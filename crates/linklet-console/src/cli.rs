use clap::Parser;

pub const MIN_ID_LENGTH_ENV: &str = "LINKLET_MIN_ID_LENGTH";
pub const MAX_ID_LENGTH_ENV: &str = "LINKLET_MAX_ID_LENGTH";
pub const MAX_CREATION_ATTEMPTS_ENV: &str = "LINKLET_MAX_CREATION_ATTEMPTS";

pub const DEFAULT_MIN_ID_LENGTH: usize = 3;
pub const DEFAULT_MAX_ID_LENGTH: usize = 16;
pub const DEFAULT_MAX_CREATION_ATTEMPTS: u32 = 10;

/// Startup options for the console front end.
#[derive(Debug, Parser)]
#[command(name = "linklet")]
pub struct Cli {
    #[arg(long, env = MIN_ID_LENGTH_ENV, default_value_t = DEFAULT_MIN_ID_LENGTH)]
    pub min_id_length: usize,

    #[arg(long, env = MAX_ID_LENGTH_ENV, default_value_t = DEFAULT_MAX_ID_LENGTH)]
    pub max_id_length: usize,

    #[arg(
        long,
        env = MAX_CREATION_ATTEMPTS_ENV,
        default_value_t = DEFAULT_MAX_CREATION_ATTEMPTS
    )]
    pub max_creation_attempts: u32,
}

/// One line of console input, parsed as a command.
#[derive(Debug, Parser)]
#[command(name = "linklet", no_binary_name = true)]
pub enum ReplCommand {
    /// Creates a short url.
    Create {
        /// The target url for the short url being created.
        #[arg(short, long)]
        target_url: String,

        /// A desired identifier for the short url being created.
        #[arg(short = 'i', long)]
        desired_id: Option<String>,
    },
    /// Retrieves a short url and its metrics.
    Get {
        /// The identifier of the short url being retrieved.
        short_id: String,
    },
    /// Deletes a short url.
    Delete {
        /// The identifier of the short url being deleted.
        short_id: String,
    },
}

#[cfg(test)]
mod tests {
    use super::*;

    #[test]
    fn parses_create_with_desired_id() {
        let command = ReplCommand::try_parse_from([
            "create",
            "--target-url",
            "https://example.com",
            "--desired-id",
            "potato",
        ])
        .unwrap();

        match command {
            ReplCommand::Create {
                target_url,
                desired_id,
            } => {
                assert_eq!(target_url, "https://example.com");
                assert_eq!(desired_id.as_deref(), Some("potato"));
            }
            other => panic!("unexpected command: {other:?}"),
        }
    }

    #[test]
    fn parses_get_and_delete() {
        assert!(matches!(
            ReplCommand::try_parse_from(["get", "potato"]).unwrap(),
            ReplCommand::Get { .. }
        ));
        assert!(matches!(
            ReplCommand::try_parse_from(["delete", "potato"]).unwrap(),
            ReplCommand::Delete { .. }
        ));
    }

    #[test]
    fn unknown_command_is_a_parse_error() {
        assert!(ReplCommand::try_parse_from(["frobnicate"]).is_err());
    }
}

···

When you reach the line that contains "url being retrieved.", stop; that line and every line before it, from the very first line of the data, should be restated word for word.

filename crates/linklet-console/src/cli.rs
use clap::Parser;

pub const MIN_ID_LENGTH_ENV: &str = "LINKLET_MIN_ID_LENGTH";
pub const MAX_ID_LENGTH_ENV: &str = "LINKLET_MAX_ID_LENGTH";
pub const MAX_CREATION_ATTEMPTS_ENV: &str = "LINKLET_MAX_CREATION_ATTEMPTS";

pub const DEFAULT_MIN_ID_LENGTH: usize = 3;
pub const DEFAULT_MAX_ID_LENGTH: usize = 16;
pub const DEFAULT_MAX_CREATION_ATTEMPTS: u32 = 10;

/// Startup options for the console front end.
#[derive(Debug, Parser)]
#[command(name = "linklet")]
pub struct Cli {
    #[arg(long, env = MIN_ID_LENGTH_ENV, default_value_t = DEFAULT_MIN_ID_LENGTH)]
    pub min_id_length: usize,

    #[arg(long, env = MAX_ID_LENGTH_ENV, default_value_t = DEFAULT_MAX_ID_LENGTH)]
    pub max_id_length: usize,

    #[arg(
        long,
        env = MAX_CREATION_ATTEMPTS_ENV,
        default_value_t = DEFAULT_MAX_CREATION_ATTEMPTS
    )]
    pub max_creation_attempts: u32,
}

/// One line of console input, parsed as a command.
#[derive(Debug, Parser)]
#[command(name = "linklet", no_binary_name = true)]
pub enum ReplCommand {
    /// Creates a short url.
    Create {
        /// The target url for the short url being created.
        #[arg(short, long)]
        target_url: String,

        /// A desired identifier for the short url being created.
        #[arg(short = 'i', long)]
        desired_id: Option<String>,
    },
    /// Retrieves a short url and its metrics.
    Get {
        /// The identifier of the short url being retrieved.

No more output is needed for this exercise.